Cet accord prévoit dans son chapitre II, trois types de modalités de gestion des horaires pour les salariés soumis à l’accord, applicables à l’initiative de l’entreprise :
– 1. modalités standard ;
– 2. modalités de réalisation de missions ;
– 3. modalités de réalisation de missions avec autonomie complète.
Les modalités standard (1) peuvent concerner tous les salariés et correspondent à un décompte horaire hebdomadaire du temps de travail correspondant à 35 heures par semaine.
Les modalités dites de réalisation de mission (2) s’appliquent aux salariés non concernés par les modalités standard ou les réalisations de missions avec autonomie complète.

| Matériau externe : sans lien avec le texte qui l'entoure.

//! HTTP status service using Axum.

pub mod facade;
pub mod routes;

use anyhow::{Result, Context};
use axum::{
    Router,
    routing::{get, post},
};
use std::sync::Arc;
use tokio::sync::watch;
use tower_http::trace::TraceLayer;
use tracing::info;

use crate::storage::schedules::ScheduleStore;
use crate::utils::metrics::MetricsCollector;

pub use facade::StatusFacade;

/// Shared state for the HTTP handlers.
#[derive(Clone)]
pub struct AppState {
    pub facade: StatusFacade,
    pub store: Arc<dyn ScheduleStore>,
    pub metrics: MetricsCollector,
}

/// Build the router with all routes.
pub fn build_router(state: AppState) -> Router {
    Router::new()
        .route("/health", get(routes::health_check))
        .route("/metrics", get(routes::metrics))
        .route("/status", get(routes::job_status))
        .route("/keyword-status", get(routes::keyword_status))
        .route("/schedule/create", post(routes::create_schedule))
        .layer(TraceLayer::new_for_http())
        .with_state(Arc::new(state))
}

/// Serve until `shutdown` flips or its sender goes away.
pub async fn serve(state: AppState, bind: &str, mut shutdown: watch::Receiver<bool>) -> Result<()> {
    let listener = tokio::net::TcpListener::bind(bind)
        .await
        .context(format!("Failed to bind {}", bind))?;

    info!("Status service listening on {}", bind);

    axum::serve(listener, build_router(state))
        .with_graceful_shutdown(async move {
            let _ = shutdown.wait_for(|stop| *stop).await;
        })
        .await
        .context("Status service failed")?;

    info!("Status service stopped");
    Ok(())
}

Tous les ingénieurs et cadres peuvent a priori en relever à condition que leur rémunération soit au moins égale au plafond de la sécurité sociale. De plus, en fonction de l’activité de l’entreprise, un accord d’entreprise doit préciser les conditions dans lesquelles d’autres catégories de personnel peuvent disposer de ces modalités de gestion.
Les appointements de ces salariés englobent les variations horaires éventuellement accomplies dans une limite dont la valeur est au maximum de 10 % pour un horaire hebdomadaire de 35 heures (soit 38h30 au maximum).
Le personnel ainsi autorisé à dépasser l’horaire habituel dans la limite de 10 % doit bénéficier d’une rémunération annuelle au moins égale à 115 % du minimum conventionnel de sa catégorie.
Selon l’accord, les dépassements significatifs du temps de travail, commandés par l’employeur, au-delà de la limite de 38h30, représentent des tranches exceptionnelles d’activité de 3,5 heures et sont enregistrés en suractivité. Le compte de temps disponible peut être utilisé pour enregistrer ces suractivités qui ont vocation à être compensées par des sous-activités (récupérations, intercontrats…) par demi-journée dans le cadre de la gestion annuelle retenue.
Ces salariés ne peuvent travailler plus de 219 jours pour l’entreprise, compte non tenu des éventuels jours d’ancienneté conventionnels. Le compte de temps disponible peut être utilisé pour enregistrer les jours accordés aux salariés concernés par ces modalités. Toutefois, ce chiffre de 219 jours pourra être abaissé par accord d’entreprise ou d’établissement.
Les modalités de réalisation de missions avec autonomie complète (3) s’appliquent aux ingénieurs ou cadres réalisant leurs missions en autonomie complète et prévoient un forfait annuel en jours.
Le contrat de travail signé par les parties stipule qu’en contrepartie de l’accomplissement de ses fonctions, M. [G] percevra un salaire mensuel brut égal à 4.166 euros et une prime d’ancienneté de 519,79 euros bruts. Il ajoute que la rémunération susmentionnée correspond à un horaire hebdomadaire de 35 heures et inclut également une augmentation de l’horaire hebdomadaire jusqu’à 38h30 sur 219 jours par an maximum.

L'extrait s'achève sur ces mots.